The builder boyfriend colicked for a week after eating a falafel kebab as he and I sat up all night with the colicking pony.
And unlike the colicking pony, who was attended to by the vet and given intravenous Buscopan, the colicking builder boyfriend moaned and groaned in agony, untreated. If he had a GP he couldn’t remember who or where it was. He has not sought any kind of healthcare, nor seen the inside of a hospital, since a gang of thugs broke both his arms when he was a ten-year-old boy growing up on the mean streets of Balham. (That was the real Balham, before the independent hipster cafés came with their nut-milk lattes and sustainable sourdough fritters garnished with locally foraged pea-shoots.)

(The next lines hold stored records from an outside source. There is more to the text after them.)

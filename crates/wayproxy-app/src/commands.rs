//! Collection management and configuration commands.

use std::path::{Path, PathBuf};

use anyhow::{bail, Context};

use wayproxy_core::GatewayConfig;
use wayproxy_proxy::CaManager;
use wayproxy_storage::{ArchiveStore, FsArchiveStore, ReindexSummary};

/// Configuration file picked up from the working directory.
pub const DEFAULT_CONFIG_FILE: &str = "wayproxy.toml";

/// Command-line overrides for `serve`.
#[derive(Debug, Clone, Default)]
pub struct ServeOverrides {
    /// Listen port.
    pub port: Option<u16>,
    /// Collection to serve.
    pub collection: Option<String>,
    /// Record instead of replay.
    pub record: bool,
}

/// Loads the configuration.
///
/// An explicit path must exist. Without one, `wayproxy.toml` in the working
/// directory is used when present, defaults otherwise.
pub fn load_config(path: Option<&Path>) -> anyhow::Result<GatewayConfig> {
    match path {
        Some(path) => GatewayConfig::load(path)
            .with_context(|| format!("Failed to load config {:?}", path)),
        None if Path::new(DEFAULT_CONFIG_FILE).exists() => GatewayConfig::load(DEFAULT_CONFIG_FILE)
            .with_context(|| format!("Failed to load config {}", DEFAULT_CONFIG_FILE)),
        None => Ok(GatewayConfig::default()),
    }
}

/// Applies `serve` overrides and revalidates.
pub fn apply_overrides(
    mut config: GatewayConfig,
    overrides: &ServeOverrides,
) -> anyhow::Result<GatewayConfig> {
    if let Some(port) = overrides.port {
        config.listen.port = port;
    }
    if let Some(collection) = &overrides.collection {
        config.proxy.collection = collection.clone();
    }
    if overrides.record {
        config.proxy.recording = true;
    }

    config.validate().context("Invalid configuration")?;
    Ok(config)
}

/// Opens the archive store the configuration points at.
pub fn open_store(config: &GatewayConfig) -> FsArchiveStore {
    FsArchiveStore::new(&config.archive.collections_dir)
}

/// Creates an empty collection.
pub async fn init(store: &FsArchiveStore, collection: &str) -> anyhow::Result<()> {
    store
        .init_collection(collection)
        .await
        .with_context(|| format!("Failed to create collection {}", collection))
}

/// Rebuilds a collection index from its archive files.
pub async fn reindex(store: &FsArchiveStore, collection: &str) -> anyhow::Result<ReindexSummary> {
    store
        .reindex(collection)
        .await
        .with_context(|| format!("Failed to reindex {}", collection))
}

/// Lists collection names.
pub async fn list(store: &FsArchiveStore) -> anyhow::Result<Vec<String>> {
    Ok(store.list_collections().await?)
}

/// Copies WARC files into a collection and reindexes it.
pub async fn add(
    store: &FsArchiveStore,
    collection: &str,
    files: &[PathBuf],
) -> anyhow::Result<ReindexSummary> {
    if files.is_empty() {
        bail!("No archive files given");
    }

    for file in files {
        store
            .add_archive(collection, file)
            .await
            .with_context(|| format!("Failed to add {:?} to {}", file, collection))?;
    }

    reindex(store, collection).await
}

/// Returns the root certificate PEM, generating the root if needed.
///
/// With `out`, the PEM is also written there.
pub fn export_ca(config: &GatewayConfig, out: Option<&Path>) -> anyhow::Result<String> {
    let root = CaManager::from_options(&config.proxy)
        .ensure_root()
        .context("Failed to load root CA")?;
    let pem = root.cert_pem().to_string();

    if let Some(out) = out {
        if let Some(parent) = out.parent().filter(|p| !p.as_os_str().is_empty()) {
            std::fs::create_dir_all(parent)?;
        }
        std::fs::write(out, &pem).with_context(|| format!("Failed to write {:?}", out))?;
        tracing::info!("Wrote root certificate to {:?}", out);
    }

    Ok(pem)
}

#[cfg(test)]
mod tests {
    use super::*;
    use tempfile::TempDir;

    fn config_in(dir: &TempDir) -> GatewayConfig {
        let mut config = GatewayConfig::default();
        config.archive.collections_dir = dir.path().join("collections");
        config.proxy.ca_file_cache = dir.path().join("ca").join("ca.pem");
        config
    }

    #[test]
    fn load_explicit_config() {
        let dir = TempDir::new().unwrap();
        let path = dir.path().join("gateway.toml");
        std::fs::write(&path, "[listen]\nport = 9191\n[proxy]\ncoll = \"web\"\n").unwrap();

        let config = load_config(Some(&path)).unwrap();
        assert_eq!(config.listen.port, 9191);
        assert_eq!(config.proxy.collection, "web");
    }

    #[test]
    fn load_missing_explicit_config_fails() {
        let dir = TempDir::new().unwrap();
        assert!(load_config(Some(&dir.path().join("nope.toml"))).is_err());
    }

    #[test]
    fn overrides_apply() {
        let overrides = ServeOverrides {
            port: Some(9000),
            collection: Some("test".into()),
            record: true,
        };
        let config = apply_overrides(GatewayConfig::default(), &overrides).unwrap();
        assert_eq!(config.listen.port, 9000);
        assert_eq!(config.proxy.collection, "test");
        assert!(config.proxy.recording);
    }

    #[test]
    fn overrides_are_validated() {
        let overrides = ServeOverrides {
            collection: Some("../bad".into()),
            ..ServeOverrides::default()
        };
        assert!(apply_overrides(GatewayConfig::default(), &overrides).is_err());
    }

    #[tokio::test]
    async fn init_list_reindex() {
        let dir = TempDir::new().unwrap();
        let store = open_store(&config_in(&dir));

        init(&store, "alpha").await.unwrap();
        init(&store, "beta").await.unwrap();
        assert!(init(&store, "alpha").await.is_err());

        assert_eq!(list(&store).await.unwrap(), vec!["alpha", "beta"]);

        let summary = reindex(&store, "alpha").await.unwrap();
        assert_eq!(summary, ReindexSummary::default());
    }

    #[tokio::test]
    async fn add_requires_files() {
        let dir = TempDir::new().unwrap();
        let store = open_store(&config_in(&dir));
        init(&store, "alpha").await.unwrap();

        assert!(add(&store, "alpha", &[]).await.is_err());
        assert!(add(&store, "alpha", &[dir.path().join("missing.warc.gz")])
            .await
            .is_err());
    }

    #[test]
    fn export_ca_writes_pem() {
        let dir = TempDir::new().unwrap();
        let config = config_in(&dir);
        let out = dir.path().join("export").join("root.pem");

        let pem = export_ca(&config, Some(&out)).unwrap();
        assert!(pem.contains("BEGIN CERTIFICATE"));
        assert!(!pem.contains("PRIVATE KEY"));
        assert_eq!(std::fs::read_to_string(&out).unwrap(), pem);

        // same root on the second call
        assert_eq!(export_ca(&config, None).unwrap(), pem);
    }
}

In the time I have known him, the builder b has smashed bones, cut and bruised himself from head to foot, and most memorably, knocked himself out when a garage door fell on top of him, ricocheted upwards and then smashed back down on his head a second time as he tried to stand up.
For the next few weeks he didn’t know what day it was. But he always has the same answer when I suggest he sees a doctor. ‘What for?’
‘Oh, I don’t know. Let’s see. Your middle finger is sticking out at a very funny angle. If you have it taped up it might heal straight and you won’t get arthritis in the joint.’
‘Rubbish, it’s fine. It matches the other one now.’ Because of course he has another grotesquely bent finger on the other hand. You can’t argue with him. It is pointless worrying. And in any case, I have enough to worry about with the horses.
The very minute one recovers from a bout of something baffling, it is a golden rule that the other one will succumb to illness or injury.